● Data extracts:

// Copyright (c) 2025 Geoffrey Huntley <ghuntley@ghuntley.com>. All rights reserved.
// SPDX-License-Identifier: Proprietary

use std::path::PathBuf;

use thiserror::Error;

#[derive(Error, Debug)]
pub enum ConfigError {
	#[error("failed to read config file {path}: {source}")]
	FileRead {
		path: PathBuf,
		#[source]
		source: std::io::Error,
	},

	#[error("failed to parse config file {path}: {source}")]
	TomlParse {
		path: PathBuf,
		#[source]
		source: toml::de::Error,
	},

	#[error("invalid value for {key}: {message}")]
	InvalidValue { key: String, message: String },

	#[error("configuration validation failed: {0}")]
	Validation(String),
}
// Copyright (c) 2025 Geoffrey Huntley <ghuntley@ghuntley.com>. All rights reserved.
// SPDX-License-Identifier: Proprietary

//! Lacros browser component provisioning.
//!
//! Installs a Lacros image as an image-loader component: the compressed
//! squashfs goes into `<component dir>/<version>/` next to a manifest, and
//! `latest-version` points image-loader at it.

use std::time::Duration;

use fleetprov_server_wiring::Resolver;
use serde::Serialize;
use tracing::{info, instrument};

use crate::device;
use crate::error::{ProvisionError, Result};
use crate::session::ProvisioningSession;

const METADATA_FILE: &str = "metadata.json";
const IMAGE_FILE: &str = "lacros_compressed.squash";

#[derive(Debug, Clone, PartialEq, Eq, Serialize)]
pub struct LacrosOutcome {
	pub dut_name: String,
	pub version: String,
}

/// Version string from a Lacros `metadata.json`.
pub fn parse_lacros_version(metadata: &str) -> Option<String> {
	let value: serde_json::Value = serde_json::from_str(metadata).ok()?;
	value
		.get("content")?
		.get("version")?
		.as_str()
		.map(str::trim)
		.filter(|v| !v.is_empty() && v.chars().all(|c| c.is_ascii_digit() || c == '.'))
		.map(str::to_string)
}

/// Image-loader manifest for a Lacros component.
pub fn lacros_manifest(version: &str, image_sha256: &str) -> String {
	serde_json::json!({
		"manifest-version": 2,
		"fs-type": "squashfs",
		"version": version,
		"image-sha256-hash": image_sha256,
		"is-removable": true,
	})
	.to_string()
}

#[instrument(skip_all, fields(dut = %session.dut_name(), image = %session.image().url()))]
pub async fn provision_lacros(
	session: &mut ProvisioningSession,
	resolver: &dyn Resolver,
) -> Result<LacrosOutcome> {
	let initial = session.timeouts().initial_connect;
	session
		.connect_within(initial)
		.await
		.map_err(|e| ProvisionError::failed("connect", e))?;

	session.check_deadline("Lacros metadata", Duration::ZERO)?;
	let metadata_url = resolver
		.cache_artifact(&session.image().artifact(METADATA_FILE), session.dut_name())
		.await
		.map_err(|e| ProvisionError::failed("Lacros metadata", e))?;
	let metadata = session
		.run_output(&format!("curl -fsS --retry 3 {}", fleetprov_common_ssh::shell_quote(&metadata_url)))
		.await
		.map_err(|e| ProvisionError::failed("Lacros metadata", e))?;
	let version = parse_lacros_version(&metadata).ok_or_else(|| {
		ProvisionError::failed("Lacros metadata", "metadata.json has no usable content.version")
	})?;
	info!(%version, "installing Lacros");

	session.check_deadline("Lacros image download", Duration::ZERO)?;
	let step = "Lacros image download";
	let component_dir = format!("{}/{}", device::LACROS_COMPONENT_DIR, version);
	let image_dest = format!("{component_dir}/image.squash");
	let image_url = resolver
		.cache_artifact(&session.image().artifact(IMAGE_FILE), session.dut_name())
		.await
		.map_err(|e| ProvisionError::failed(step, e))?;
	session
		.run(&device::download(&image_url, &image_dest))
		.await
		.map_err(|e| ProvisionError::failed(step, e))?;

	session.check_deadline("Lacros manifest", Duration::ZERO)?;
	let step = "Lacros manifest";
	let hash = session
		.run_output(&format!("sha256sum {image_dest} | cut -d' ' -f1"))
		.await
		.map_err(|e| ProvisionError::failed(step, e))?;
	let hash = hash.trim();
	if hash.len() != 64 {
		return Err(ProvisionError::failed(step, format!("unexpected sha256 output {hash:?}")));
	}
	session
		.run(&device::write_file(
			&format!("{component_dir}/imageloader.json"),
			&lacros_manifest(&version, hash),
		))
		.await
		.map_err(|e| ProvisionError::failed(step, e))?;
	session
		.run(&device::write_file(
			&format!("{}/latest-version", device::LACROS_COMPONENT_DIR),
			&version,
		))
		.await
		.map_err(|e| ProvisionError::failed(step, e))?;

	session
		.run(&format!("test -s {image_dest}"))
		.await
		.map_err(|e| ProvisionError::failed("Lacros verification", e))?;

	info!(%version, "Lacros installed");
	Ok(LacrosOutcome {
		dut_name: session.dut_name().to_string(),
		version,
	})
}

● Instructions to follow: Report back each line in the material above that contains the string "message".

● Result of the exercise:
	#[error("invalid value for {key}: {message}")]
	InvalidValue { key: String, message: String },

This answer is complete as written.